Dataset records Block Start

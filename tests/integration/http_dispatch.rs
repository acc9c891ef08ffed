//! HTTP dispatch tests.
//!
//! A real orchestrator on loopback plus an agent pool speaking the pull /
//! post-result protocol.

use std::time::Duration;

use reqwest::StatusCode;
use serde_json::json;
use tokio::sync::mpsc;
use tokio_util::sync::CancellationToken;

use calcflow::agent::{AgentEvent, AgentPool};
use calcflow::api::types::{CalculateResponse, ExpressionResponse, TaskResponse};
use calcflow::core::{ExpressionId, ExpressionStatus};

use crate::fixtures::{approx_eq, TestServer};

async fn submit(http: &reqwest::Client, server: &TestServer, expression: &str) -> ExpressionId {
    let resp = http
        .post(format!("{}/api/v1/calculate", server.url()))
        .json(&json!({ "expression": expression }))
        .send()
        .await
        .unwrap();
    assert_eq!(resp.status(), StatusCode::CREATED, "{expression}");
    resp.json::<CalculateResponse>().await.unwrap().id
}

/// Poll the public API until the expression has finished.
async fn await_expression(
    http: &reqwest::Client,
    server: &TestServer,
    id: ExpressionId,
) -> ExpressionResponse {
    let deadline = tokio::time::Instant::now() + Duration::from_secs(10);
    loop {
        let body: ExpressionResponse = http
            .get(format!("{}/api/v1/expressions/{}", server.url(), id))
            .send()
            .await
            .unwrap()
            .json()
            .await
            .unwrap();
        let status = body.expression.status;
        if matches!(status, ExpressionStatus::Done | ExpressionStatus::Error) {
            return body;
        }
        assert!(
            tokio::time::Instant::now() < deadline,
            "expression {id} stuck in {status:?}"
        );
        tokio::time::sleep(Duration::from_millis(10)).await;
    }
}

/// Test: Agents over HTTP
/// Given an orchestrator and a pool of three agents
/// When expressions are submitted through the public API
/// Then every one resolves to its value
#[tokio::test(flavor = "multi_thread", worker_threads = 4)]
async fn test_agent_pool_resolves_expressions() {
    let server = TestServer::start().await;
    let http = reqwest::Client::new();

    let cancel = CancellationToken::new();
    let (tx, mut rx) = mpsc::channel(256);
    let pool = AgentPool::new(server.worker_config(3)).with_events(tx);
    let agents = tokio::spawn(pool.run(cancel.clone()));

    let cases = [("2+3", 5.0), ("(5+2)+4/5", 7.8), ("2*(3+4)*5", 70.0)];
    let mut ids = Vec::new();
    for (source, value) in cases {
        ids.push((submit(&http, &server, source).await, value));
    }

    for (id, value) in ids {
        let body = await_expression(&http, &server, id).await;
        assert_eq!(body.expression.status, ExpressionStatus::Done);
        assert!(approx_eq(body.expression.result.unwrap(), value));
    }

    cancel.cancel();
    let stats = agents.await.unwrap();
    // 1 + 3 + 3 tasks
    assert_eq!(stats.completed, 7);
    assert_eq!(stats.failed, 0);

    let mut completed = 0;
    while let Ok(event) = rx.try_recv() {
        if matches!(event, AgentEvent::Completed { .. }) {
            completed += 1;
        }
    }
    assert_eq!(completed, 7);

    server.stop().await;
}

/// Test: Runtime failure over HTTP
/// Given an expression whose divisor evaluates to zero
/// Then the agent's error report puts the expression in Error
#[tokio::test(flavor = "multi_thread", worker_threads = 2)]
async fn test_agent_reports_division_by_zero() {
    let server = TestServer::start().await;
    let http = reqwest::Client::new();
    let cancel = CancellationToken::new();
    let agents = tokio::spawn(AgentPool::new(server.worker_config(1)).run(cancel.clone()));

    let id = submit(&http, &server, "7/(3-3)").await;
    let body = await_expression(&http, &server, id).await;
    assert_eq!(body.expression.status, ExpressionStatus::Error);
    assert!(body.expression.result.is_none());

    cancel.cancel();
    let stats = agents.await.unwrap();
    assert_eq!(stats.failed, 1);
    server.stop().await;
}

/// Test: Abandoned pull over HTTP
/// Given a task fetched by a client that never reports back
/// When the lease runs out
/// Then the reaper requeues it and an agent finishes the expression
#[tokio::test(flavor = "multi_thread", worker_threads = 2)]
async fn test_abandoned_pull_is_redelivered() {
    let server = TestServer::start_with_lease(Duration::from_millis(50)).await;
    let http = reqwest::Client::new();

    let id = submit(&http, &server, "6*7").await;
    let resp = http
        .get(format!("{}/internal/task", server.url()))
        .send()
        .await
        .unwrap();
    assert_eq!(resp.status(), StatusCode::OK);
    let abandoned: TaskResponse = resp.json().await.unwrap();

    let cancel = CancellationToken::new();
    let agents = tokio::spawn(AgentPool::new(server.worker_config(1)).run(cancel.clone()));

    let body = await_expression(&http, &server, id).await;
    assert_eq!(body.expression.status, ExpressionStatus::Done);
    assert_eq!(body.expression.result, Some(42.0));
    assert!(!server
        .dispatcher
        .store()
        .in_flight()
        .await
        .contains(&abandoned.task.id));

    cancel.cancel();
    agents.await.unwrap();
    server.stop().await;
}

/// Test: Unknown task over HTTP
/// Then posting its result is a 404 and the queue is untouched
#[tokio::test]
async fn test_unknown_task_result_is_not_found() {
    let server = TestServer::start().await;
    let http = reqwest::Client::new();
    submit(&http, &server, "1+1").await;

    let resp = http
        .post(format!("{}/internal/task", server.url()))
        .json(&json!({ "task_id": "task-expr-42-0", "value": 3.0 }))
        .send()
        .await
        .unwrap();
    assert_eq!(resp.status(), StatusCode::NOT_FOUND);
    assert_eq!(server.dispatcher.pending_tasks().await.len(), 1);

    let resp = http
        .get(format!("{}/internal/task/result/task-expr-42-0", server.url()))
        .send()
        .await
        .unwrap();
    assert_eq!(resp.status(), StatusCode::NOT_FOUND);

    server.stop().await;
}

/// Test: Compile failures over HTTP
/// Then the response carries the id and the stored expression is Error
#[tokio::test]
async fn test_rejected_expression_is_queryable() {
    let server = TestServer::start().await;
    let http = reqwest::Client::new();

    let resp = http
        .post(format!("{}/api/v1/calculate", server.url()))
        .json(&json!({ "expression": "4/0" }))
        .send()
        .await
        .unwrap();
    assert_eq!(resp.status(), StatusCode::UNPROCESSABLE_ENTITY);
    let body: CalculateResponse = resp.json().await.unwrap();
    assert_eq!(body.error.as_deref(), Some("division by zero"));

    let view = await_expression(&http, &server, body.id).await;
    assert_eq!(view.expression.status, ExpressionStatus::Error);
    assert_eq!(view.expression.name, "4/0");

    server.stop().await;
}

Dataset records Block End

## What you will do:
Each record above needs to be written out exactly, with nothing left out.

## Written response:
filename tests/integration/http_dispatch.rs
repository acc9c891ef08ffed
//! HTTP dispatch tests.
//!
//! A real orchestrator on loopback plus an agent pool speaking the pull /
//! post-result protocol.

use std::time::Duration;

use reqwest::StatusCode;
use serde_json::json;
use tokio::sync::mpsc;
use tokio_util::sync::CancellationToken;

use calcflow::agent::{AgentEvent, AgentPool};
use calcflow::api::types::{CalculateResponse, ExpressionResponse, TaskResponse};
use calcflow::core::{ExpressionId, ExpressionStatus};

use crate::fixtures::{approx_eq, TestServer};

async fn submit(http: &reqwest::Client, server: &TestServer, expression: &str) -> ExpressionId {
    let resp = http
        .post(format!("{}/api/v1/calculate", server.url()))
        .json(&json!({ "expression": expression }))
        .send()
        .await
        .unwrap();
    assert_eq!(resp.status(), StatusCode::CREATED, "{expression}");
    resp.json::<CalculateResponse>().await.unwrap().id
}

/// Poll the public API until the expression has finished.
async fn await_expression(
    http: &reqwest::Client,
    server: &TestServer,
    id: ExpressionId,
) -> ExpressionResponse {
    let deadline = tokio::time::Instant::now() + Duration::from_secs(10);
    loop {
        let body: ExpressionResponse = http
            .get(format!("{}/api/v1/expressions/{}", server.url(), id))
            .send()
            .await
            .unwrap()
            .json()
            .await
            .unwrap();
        let status = body.expression.status;
        if matches!(status, ExpressionStatus::Done | ExpressionStatus::Error) {
            return body;
        }
        assert!(
            tokio::time::Instant::now() < deadline,
            "expression {id} stuck in {status:?}"
        );
        tokio::time::sleep(Duration::from_millis(10)).await;
    }
}

/// Test: Agents over HTTP
/// Given an orchestrator and a pool of three agents
/// When expressions are submitted through the public API
/// Then every one resolves to its value
#[tokio::test(flavor = "multi_thread", worker_threads = 4)]
async fn test_agent_pool_resolves_expressions() {
    let server = TestServer::start().await;
    let http = reqwest::Client::new();

    let cancel = CancellationToken::new();
    let (tx, mut rx) = mpsc::channel(256);
    let pool = AgentPool::new(server.worker_config(3)).with_events(tx);
    let agents = tokio::spawn(pool.run(cancel.clone()));

    let cases = [("2+3", 5.0), ("(5+2)+4/5", 7.8), ("2*(3+4)*5", 70.0)];
    let mut ids = Vec::new();
    for (source, value) in cases {
        ids.push((submit(&http, &server, source).await, value));
    }

    for (id, value) in ids {
        let body = await_expression(&http, &server, id).await;
        assert_eq!(body.expression.status, ExpressionStatus::Done);
        assert!(approx_eq(body.expression.result.unwrap(), value));
    }

    cancel.cancel();
    let stats = agents.await.unwrap();
    // 1 + 3 + 3 tasks
    assert_eq!(stats.completed, 7);
    assert_eq!(stats.failed, 0);

    let mut completed = 0;
    while let Ok(event) = rx.try_recv() {
        if matches!(event, AgentEvent::Completed { .. }) {
            completed += 1;
        }
    }
    assert_eq!(completed, 7);

    server.stop().await;
}

/// Test: Runtime failure over HTTP
/// Given an expression whose divisor evaluates to zero
/// Then the agent's error report puts the expression in Error
#[tokio::test(flavor = "multi_thread", worker_threads = 2)]
async fn test_agent_reports_division_by_zero() {
    let server = TestServer::start().await;
    let http = reqwest::Client::new();
    let cancel = CancellationToken::new();
    let agents = tokio::spawn(AgentPool::new(server.worker_config(1)).run(cancel.clone()));

    let id = submit(&http, &server, "7/(3-3)").await;
    let body = await_expression(&http, &server, id).await;
    assert_eq!(body.expression.status, ExpressionStatus::Error);
    assert!(body.expression.result.is_none());

    cancel.cancel();
    let stats = agents.await.unwrap();
    assert_eq!(stats.failed, 1);
    server.stop().await;
}

/// Test: Abandoned pull over HTTP
/// Given a task fetched by a client that never reports back
/// When the lease runs out
/// Then the reaper requeues it and an agent finishes the expression
#[tokio::test(flavor = "multi_thread", worker_threads = 2)]
async fn test_abandoned_pull_is_redelivered() {
    let server = TestServer::start_with_lease(Duration::from_millis(50)).await;
    let http = reqwest::Client::new();

    let id = submit(&http, &server, "6*7").await;
    let resp = http
        .get(format!("{}/internal/task", server.url()))
        .send()
        .await
        .unwrap();
    assert_eq!(resp.status(), StatusCode::OK);
    let abandoned: TaskResponse = resp.json().await.unwrap();

    let cancel = CancellationToken::new();
    let agents = tokio::spawn(AgentPool::new(server.worker_config(1)).run(cancel.clone()));

    let body = await_expression(&http, &server, id).await;
    assert_eq!(body.expression.status, ExpressionStatus::Done);
    assert_eq!(body.expression.result, Some(42.0));
    assert!(!server
        .dispatcher
        .store()
        .in_flight()
        .await
        .contains(&abandoned.task.id));

    cancel.cancel();
    agents.await.unwrap();
    server.stop().await;
}

/// Test: Unknown task over HTTP
/// Then posting its result is a 404 and the queue is untouched
#[tokio::test]
async fn test_unknown_task_result_is_not_found() {
    let server = TestServer::start().await;
    let http = reqwest::Client::new();
    submit(&http, &server, "1+1").await;

    let resp = http
        .post(format!("{}/internal/task", server.url()))
        .json(&json!({ "task_id": "task-expr-42-0", "value": 3.0 }))
        .send()
        .await
        .unwrap();
    assert_eq!(resp.status(), StatusCode::NOT_FOUND);
    assert_eq!(server.dispatcher.pending_tasks().await.len(), 1);

    let resp = http
        .get(format!("{}/internal/task/result/task-expr-42-0", server.url()))
        .send()
        .await
        .unwrap();
    assert_eq!(resp.status(), StatusCode::NOT_FOUND);

    server.stop().await;
}

/// Test: Compile failures over HTTP
/// Then the response carries the id and the stored expression is Error
#[tokio::test]
async fn test_rejected_expression_is_queryable() {
    let server = TestServer::start().await;
    let http = reqwest::Client::new();

    let resp = http
        .post(format!("{}/api/v1/calculate", server.url()))
        .json(&json!({ "expression": "4/0" }))
        .send()
        .await
        .unwrap();
    assert_eq!(resp.status(), StatusCode::UNPROCESSABLE_ENTITY);
    let body: CalculateResponse = resp.json().await.unwrap();
    assert_eq!(body.error.as_deref(), Some("division by zero"));

    let view = await_expression(&http, &server, body.id).await;
    assert_eq!(view.expression.status, ExpressionStatus::Error);
    assert_eq!(view.expression.name, "4/0");

    server.stop().await;
}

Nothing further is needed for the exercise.